Your husband may need meds to get to the point of being able to do any of these exercises. I think there's a lot of stigma re: taking medication to manage anxiety. Many people think that we should just be able to `pull ourselves' together. They don't understand that panic is not just fear, or normal `everyday' anxiety. It is paralyzing. While it is important to `keep an eye out for' medication abuse, sometimes it is necessary to use them in order to be able to benefit from therapy or relaxation techniques.

There are panic attack chat rooms/sites on the net, which may be helpful if you are in a small town where there may not be a lot of resources.

Good luck. I empathize with your husband.
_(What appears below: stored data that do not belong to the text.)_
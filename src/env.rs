//! Safe wrapper around the JVMTI environment, limited to what the agent calls.
//!
//! Memory handed out by the VM (`Allocate`, `GetClassSignature`) is held in
//! guards that give it back with `Deallocate` on drop, so every exit path of
//! a handler releases it. A rewritten class buffer leaves its guard only when
//! ownership passes back to the VM through [`Allocation::into_raw`].

use std::ffi::CStr;
use std::os::raw::{c_char, c_void};
use std::ptr;

use crate::error::AgentError;
use crate::sys::jni;
use crate::sys::jvmti;

/// Loads a function pointer from the JVMTI table, failing the call with
/// `NOT_AVAILABLE` instead of panicking when the slot is empty.
macro_rules! jvmti_fn {
    ($env:expr, $name:ident) => {
        match unsafe { (*(*$env).functions).$name } {
            Some(f) => f,
            None => return Err(jvmti::jvmtiError::NOT_AVAILABLE),
        }
    };
}

/// A safe wrapper around the raw JVMTI Environment pointer.
pub struct Jvmti {
    env: *mut jvmti::jvmtiEnv,
}

impl Jvmti {
    /// Connects to the JVM and retrieves a fresh JVMTI environment.
    ///
    /// Every call yields a distinct environment, each with its own callbacks
    /// and local storage.
    pub fn new(vm: *mut jni::JavaVM, version: jni::jint) -> Result<Self, AgentError> {
        let mut env_ptr: *mut c_void = ptr::null_mut();

        unsafe {
            // vm: *mut JavaVM = *mut *const JNIInvokeInterface_
            let get_env_fn = (**vm).GetEnv;
            let res = get_env_fn(vm, &mut env_ptr, version);
            if res != jni::JNI_OK {
                return Err(AgentError::GetEnv(res));
            }
        }

        Ok(Jvmti {
            env: env_ptr as *mut jvmti::jvmtiEnv,
        })
    }

    /// Create a Jvmti wrapper from the environment pointer an event callback
    /// received.
    ///
    /// # Safety
    /// The caller must ensure the pointer is valid for the duration of use.
    pub unsafe fn from_raw(env: *mut jvmti::jvmtiEnv) -> Self {
        Jvmti { env }
    }

    pub fn raw(&self) -> *mut jvmti::jvmtiEnv {
        self.env
    }

    pub fn set_event_callbacks(&self, callbacks: &jvmti::jvmtiEventCallbacks) -> Result<(), jvmti::jvmtiError> {
        let set_callbacks_fn = jvmti_fn!(self.env, SetEventCallbacks);
        let size = std::mem::size_of::<jvmti::jvmtiEventCallbacks>() as jni::jint;
        let err = unsafe { set_callbacks_fn(self.env, callbacks, size) };
        if err != jvmti::jvmtiError::NONE {
            return Err(err);
        }
        Ok(())
    }

    pub fn set_event_notification_mode(&self, enable: bool, event_type: u32, thread: jni::jthread) -> Result<(), jvmti::jvmtiError> {
        let set_mode_fn = jvmti_fn!(self.env, SetEventNotificationMode);
        let mode = if enable { jvmti::JVMTI_ENABLE } else { jvmti::JVMTI_DISABLE };
        // thread can be null (all threads)
        let err = unsafe { set_mode_fn(self.env, mode, event_type, thread) };
        if err != jvmti::jvmtiError::NONE {
            return Err(err);
        }
        Ok(())
    }

    /// Allocates `len` zeroed bytes from the VM allocator.
    pub fn allocate(&self, len: usize) -> Result<Allocation, jvmti::jvmtiError> {
        let size = jni::jlong::try_from(len).map_err(|_| jvmti::jvmtiError::ILLEGAL_ARGUMENT)?;
        let allocate_fn = jvmti_fn!(self.env, Allocate);
        let mut mem_ptr: *mut u8 = ptr::null_mut();

        unsafe {
            let err = allocate_fn(self.env, size, &mut mem_ptr);
            if err != jvmti::jvmtiError::NONE {
                return Err(err);
            }
            if !mem_ptr.is_null() {
                ptr::write_bytes(mem_ptr, 0, len);
            }
        }

        Ok(Allocation { env: self.env, ptr: mem_ptr, len })
    }

    pub fn deallocate(&self, mem: *mut u8) -> Result<(), jvmti::jvmtiError> {
        if mem.is_null() {
            return Ok(());
        }
        let deallocate_fn = jvmti_fn!(self.env, Deallocate);
        let err = unsafe { deallocate_fn(self.env, mem) };
        if err != jvmti::jvmtiError::NONE {
            return Err(err);
        }
        Ok(())
    }

    /// Returns the JVM type signature of `klass`, e.g. `Ljava/lang/String;`.
    pub fn get_class_signature(&self, klass: jni::jclass) -> Result<String, jvmti::jvmtiError> {
        let get_class_sig_fn = jvmti_fn!(self.env, GetClassSignature);
        let mut sig_ptr: *mut c_char = ptr::null_mut();
        let mut gen_ptr: *mut c_char = ptr::null_mut();

        let err = unsafe { get_class_sig_fn(self.env, klass, &mut sig_ptr, &mut gen_ptr) };
        let signature = VmString { jvmti: self, ptr: sig_ptr };
        let _generic = VmString { jvmti: self, ptr: gen_ptr };
        if err != jvmti::jvmtiError::NONE {
            return Err(err);
        }
        signature.to_owned_string().ok_or(jvmti::jvmtiError::NULL_POINTER)
    }

    pub fn get_error_name(&self, error: jvmti::jvmtiError) -> Result<String, jvmti::jvmtiError> {
        let get_fn = jvmti_fn!(self.env, GetErrorName);
        let mut name_ptr: *mut c_char = ptr::null_mut();
        let err = unsafe { get_fn(self.env, error, &mut name_ptr) };
        let name = VmString { jvmti: self, ptr: name_ptr };
        if err != jvmti::jvmtiError::NONE {
            return Err(err);
        }
        name.to_owned_string().ok_or(jvmti::jvmtiError::NULL_POINTER)
    }

    pub fn get_environment_local_storage(&self) -> Result<*mut c_void, jvmti::jvmtiError> {
        let get_fn = jvmti_fn!(self.env, GetEnvironmentLocalStorage);
        let mut data: *mut c_void = ptr::null_mut();
        let err = unsafe { get_fn(self.env, &mut data) };
        if err != jvmti::jvmtiError::NONE {
            return Err(err);
        }
        Ok(data)
    }

    pub fn set_environment_local_storage(&self, data: *const c_void) -> Result<(), jvmti::jvmtiError> {
        let set_fn = jvmti_fn!(self.env, SetEnvironmentLocalStorage);
        let err = unsafe { set_fn(self.env, data) };
        if err != jvmti::jvmtiError::NONE {
            return Err(err);
        }
        Ok(())
    }
}

/// A C string owned by the VM, deallocated on drop.
struct VmString<'a> {
    jvmti: &'a Jvmti,
    ptr: *mut c_char,
}

impl VmString<'_> {
    fn to_owned_string(&self) -> Option<String> {
        if self.ptr.is_null() {
            return None;
        }
        Some(unsafe { CStr::from_ptr(self.ptr) }.to_string_lossy().into_owned())
    }
}

impl Drop for VmString<'_> {
    fn drop(&mut self) {
        if let Err(e) = self.jvmti.deallocate(self.ptr as *mut u8) {
            log::warn!("Deallocate of VM string failed: {}", e);
        }
    }
}

/// A buffer from the VM allocator, exclusively owned until it is either
/// dropped (and deallocated) or handed to the VM with [`Allocation::into_raw`].
pub struct Allocation {
    env: *mut jvmti::jvmtiEnv,
    ptr: *mut u8,
    len: usize,
}

impl Allocation {
    pub fn len(&self) -> usize {
        self.len
    }

    pub fn is_empty(&self) -> bool {
        self.len == 0
    }

    /// Gives up ownership; the VM frees the memory from now on.
    pub fn into_raw(self) -> (*mut u8, usize) {
        let raw = (self.ptr, self.len);
        std::mem::forget(self);
        raw
    }
}

impl AsRef<[u8]> for Allocation {
    fn as_ref(&self) -> &[u8] {
        if self.ptr.is_null() {
            return &[];
        }
        unsafe { std::slice::from_raw_parts(self.ptr, self.len) }
    }
}

impl AsMut<[u8]> for Allocation {
    fn as_mut(&mut self) -> &mut [u8] {
        if self.ptr.is_null() {
            return &mut [];
        }
        unsafe { std::slice::from_raw_parts_mut(self.ptr, self.len) }
    }
}

impl Drop for Allocation {
    fn drop(&mut self) {
        let jvmti = unsafe { Jvmti::from_raw(self.env) };
        if let Err(e) = jvmti.deallocate(self.ptr) {
            log::warn!("Deallocate of {} byte buffer failed: {}", self.len, e);
        }
    }
}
I quite agree with Yardena. If we separate the acquired and innate, we may be dealing with one half of the problem as we should, while the other half drags us down. This is what I think about myself, and I really cannot talk to anyone else: There may well be a chemical imbalance in my brain that I need to take care of. However, that having gone untreated for thirty years has led to a burdensome set of survival tricks and coping skills, that, situation changed, become improper behavior.
> This is why I think that my medical problem is equally a problem of attitudes and behavior. The medicine gives me the break that I so badly need so I can focus on changing my coping tactics so I can improve my life. I am fighting two wars, and the battle has to take place on two frontiers at the same time. I find that this is the only way it may work for me.
> As to Serzone, I have found just recently (after three weeks of taking it) that it is brining my anxiety and depression down. However, after I started taking it (something like days 4-8) I slipped into a severe, edgy, crushing attacks of anxiety. What helped me to get through this, was knowing that others had experienced the same thing, and it will pass. On a night like this I came to this page and just cried out for help... I received lots of support and was able to make it through the thing.
> Just for me, now that I am starting to feel the beneficial effects of Serzone, I think it was paying the price.
> I really feel for you. It is so hard to go through the detoxification and deal with anxiety disorder at the same time. I was self-medicating with crystalmethamphetamine for years, and cutting that left me in the most painful place imaginable. But I made it, and others have, too. I think it is important at this time to have a support group, for sometimes it is the most important thing of all for us o know that we are not alone. When we feel that crushing pain, and we think that there is no other human in the world who could possibly understand what it feels like to have that 'knife hit into your neck and twisted over and over', as I once described it , we need someone to say "Yes, I remember how it felt." I wish it wasn't so, but sometimes things must get worse in order to get better.
> Your husband is very lucky to have someone like you by his side, and a site like this to for pier support.